EXERCISE AIM. In the entries below, find the lines that include "method" and give their number as the whole reply.

*** Opening DATA TO PROCESS ***

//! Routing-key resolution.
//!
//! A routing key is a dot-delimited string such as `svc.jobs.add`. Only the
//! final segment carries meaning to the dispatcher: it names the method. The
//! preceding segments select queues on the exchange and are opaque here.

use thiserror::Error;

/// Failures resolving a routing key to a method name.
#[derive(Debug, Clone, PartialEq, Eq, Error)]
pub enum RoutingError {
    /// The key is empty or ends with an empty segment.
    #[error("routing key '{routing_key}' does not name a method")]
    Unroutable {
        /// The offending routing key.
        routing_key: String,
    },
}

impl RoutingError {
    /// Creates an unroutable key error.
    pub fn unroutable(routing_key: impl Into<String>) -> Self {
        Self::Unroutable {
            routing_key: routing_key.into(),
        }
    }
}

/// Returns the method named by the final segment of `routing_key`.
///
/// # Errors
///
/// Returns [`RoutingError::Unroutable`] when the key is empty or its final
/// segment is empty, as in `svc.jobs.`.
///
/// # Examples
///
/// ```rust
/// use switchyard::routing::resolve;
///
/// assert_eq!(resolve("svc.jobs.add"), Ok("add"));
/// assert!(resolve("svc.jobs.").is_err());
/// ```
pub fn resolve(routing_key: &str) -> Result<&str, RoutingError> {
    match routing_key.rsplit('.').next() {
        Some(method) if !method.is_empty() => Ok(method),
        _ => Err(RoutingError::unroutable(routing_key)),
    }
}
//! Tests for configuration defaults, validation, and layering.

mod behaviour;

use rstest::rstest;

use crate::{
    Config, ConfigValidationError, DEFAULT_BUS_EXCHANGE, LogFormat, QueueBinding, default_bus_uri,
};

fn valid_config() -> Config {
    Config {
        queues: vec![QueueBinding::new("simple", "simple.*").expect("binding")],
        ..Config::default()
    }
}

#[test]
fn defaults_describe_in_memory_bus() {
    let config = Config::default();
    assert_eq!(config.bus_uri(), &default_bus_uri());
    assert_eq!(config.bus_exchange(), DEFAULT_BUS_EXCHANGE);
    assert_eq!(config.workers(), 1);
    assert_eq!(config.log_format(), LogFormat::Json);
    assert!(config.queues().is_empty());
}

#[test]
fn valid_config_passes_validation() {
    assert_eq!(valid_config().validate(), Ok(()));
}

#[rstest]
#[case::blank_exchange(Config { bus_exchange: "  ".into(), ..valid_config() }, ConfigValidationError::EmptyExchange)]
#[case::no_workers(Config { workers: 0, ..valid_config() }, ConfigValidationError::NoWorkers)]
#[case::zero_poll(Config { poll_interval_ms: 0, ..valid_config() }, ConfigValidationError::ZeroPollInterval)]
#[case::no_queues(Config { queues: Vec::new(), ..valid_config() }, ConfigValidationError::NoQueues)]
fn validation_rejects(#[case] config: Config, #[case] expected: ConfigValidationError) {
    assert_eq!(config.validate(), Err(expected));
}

*** Closing DATA TO PROCESS ***
*** Opening DATA TO PROCESS ***

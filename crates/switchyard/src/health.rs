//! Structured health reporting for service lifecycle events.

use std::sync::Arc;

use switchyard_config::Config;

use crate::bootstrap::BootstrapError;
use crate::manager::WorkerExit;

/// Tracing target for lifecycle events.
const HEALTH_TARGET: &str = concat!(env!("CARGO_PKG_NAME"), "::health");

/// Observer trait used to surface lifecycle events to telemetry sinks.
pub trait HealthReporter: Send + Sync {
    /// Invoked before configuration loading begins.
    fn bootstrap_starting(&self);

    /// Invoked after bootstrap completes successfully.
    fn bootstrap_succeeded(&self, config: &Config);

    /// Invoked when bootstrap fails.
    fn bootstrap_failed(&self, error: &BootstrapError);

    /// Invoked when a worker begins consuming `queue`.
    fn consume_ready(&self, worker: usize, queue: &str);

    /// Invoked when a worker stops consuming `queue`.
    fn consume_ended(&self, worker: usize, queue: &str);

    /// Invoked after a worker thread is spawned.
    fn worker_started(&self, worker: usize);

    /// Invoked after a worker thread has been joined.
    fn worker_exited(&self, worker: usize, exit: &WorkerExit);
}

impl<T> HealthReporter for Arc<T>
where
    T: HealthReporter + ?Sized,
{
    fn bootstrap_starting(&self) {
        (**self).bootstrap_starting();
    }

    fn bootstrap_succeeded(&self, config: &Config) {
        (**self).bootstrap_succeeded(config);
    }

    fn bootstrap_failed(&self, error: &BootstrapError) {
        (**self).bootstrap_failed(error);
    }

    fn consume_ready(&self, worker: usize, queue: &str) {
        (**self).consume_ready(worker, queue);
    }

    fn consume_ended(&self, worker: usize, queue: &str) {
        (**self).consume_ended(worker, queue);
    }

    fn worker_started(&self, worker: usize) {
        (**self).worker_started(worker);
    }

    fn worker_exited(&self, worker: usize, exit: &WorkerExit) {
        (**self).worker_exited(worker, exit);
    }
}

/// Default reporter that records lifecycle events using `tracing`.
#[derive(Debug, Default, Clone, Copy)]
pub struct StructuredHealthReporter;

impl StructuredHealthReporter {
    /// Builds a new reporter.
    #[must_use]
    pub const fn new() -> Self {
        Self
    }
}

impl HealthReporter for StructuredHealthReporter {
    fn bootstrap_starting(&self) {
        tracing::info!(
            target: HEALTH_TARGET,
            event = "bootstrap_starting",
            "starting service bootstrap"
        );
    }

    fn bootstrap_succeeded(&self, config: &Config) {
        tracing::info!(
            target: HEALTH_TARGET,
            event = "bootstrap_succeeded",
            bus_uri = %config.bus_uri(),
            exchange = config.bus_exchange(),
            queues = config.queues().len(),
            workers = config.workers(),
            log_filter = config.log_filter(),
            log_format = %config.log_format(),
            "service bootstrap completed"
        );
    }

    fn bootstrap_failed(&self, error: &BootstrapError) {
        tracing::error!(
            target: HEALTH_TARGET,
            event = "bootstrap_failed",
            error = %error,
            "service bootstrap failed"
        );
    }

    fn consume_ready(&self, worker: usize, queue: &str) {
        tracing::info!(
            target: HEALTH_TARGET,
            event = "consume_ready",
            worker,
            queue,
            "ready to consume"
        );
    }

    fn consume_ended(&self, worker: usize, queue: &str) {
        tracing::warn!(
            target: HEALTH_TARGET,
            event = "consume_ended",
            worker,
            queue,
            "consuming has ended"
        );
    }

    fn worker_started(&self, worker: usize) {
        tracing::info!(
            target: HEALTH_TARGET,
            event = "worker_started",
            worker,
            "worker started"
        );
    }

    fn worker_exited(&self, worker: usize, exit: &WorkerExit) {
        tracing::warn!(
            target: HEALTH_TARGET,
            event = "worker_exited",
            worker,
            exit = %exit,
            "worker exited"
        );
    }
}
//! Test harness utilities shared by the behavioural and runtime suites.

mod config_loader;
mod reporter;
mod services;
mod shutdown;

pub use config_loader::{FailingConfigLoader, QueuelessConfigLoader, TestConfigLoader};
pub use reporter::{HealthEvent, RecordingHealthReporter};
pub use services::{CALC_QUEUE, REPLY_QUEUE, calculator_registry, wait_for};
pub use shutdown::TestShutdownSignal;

*** Closing DATA TO PROCESS ***

REPLY TO THE TASK. 5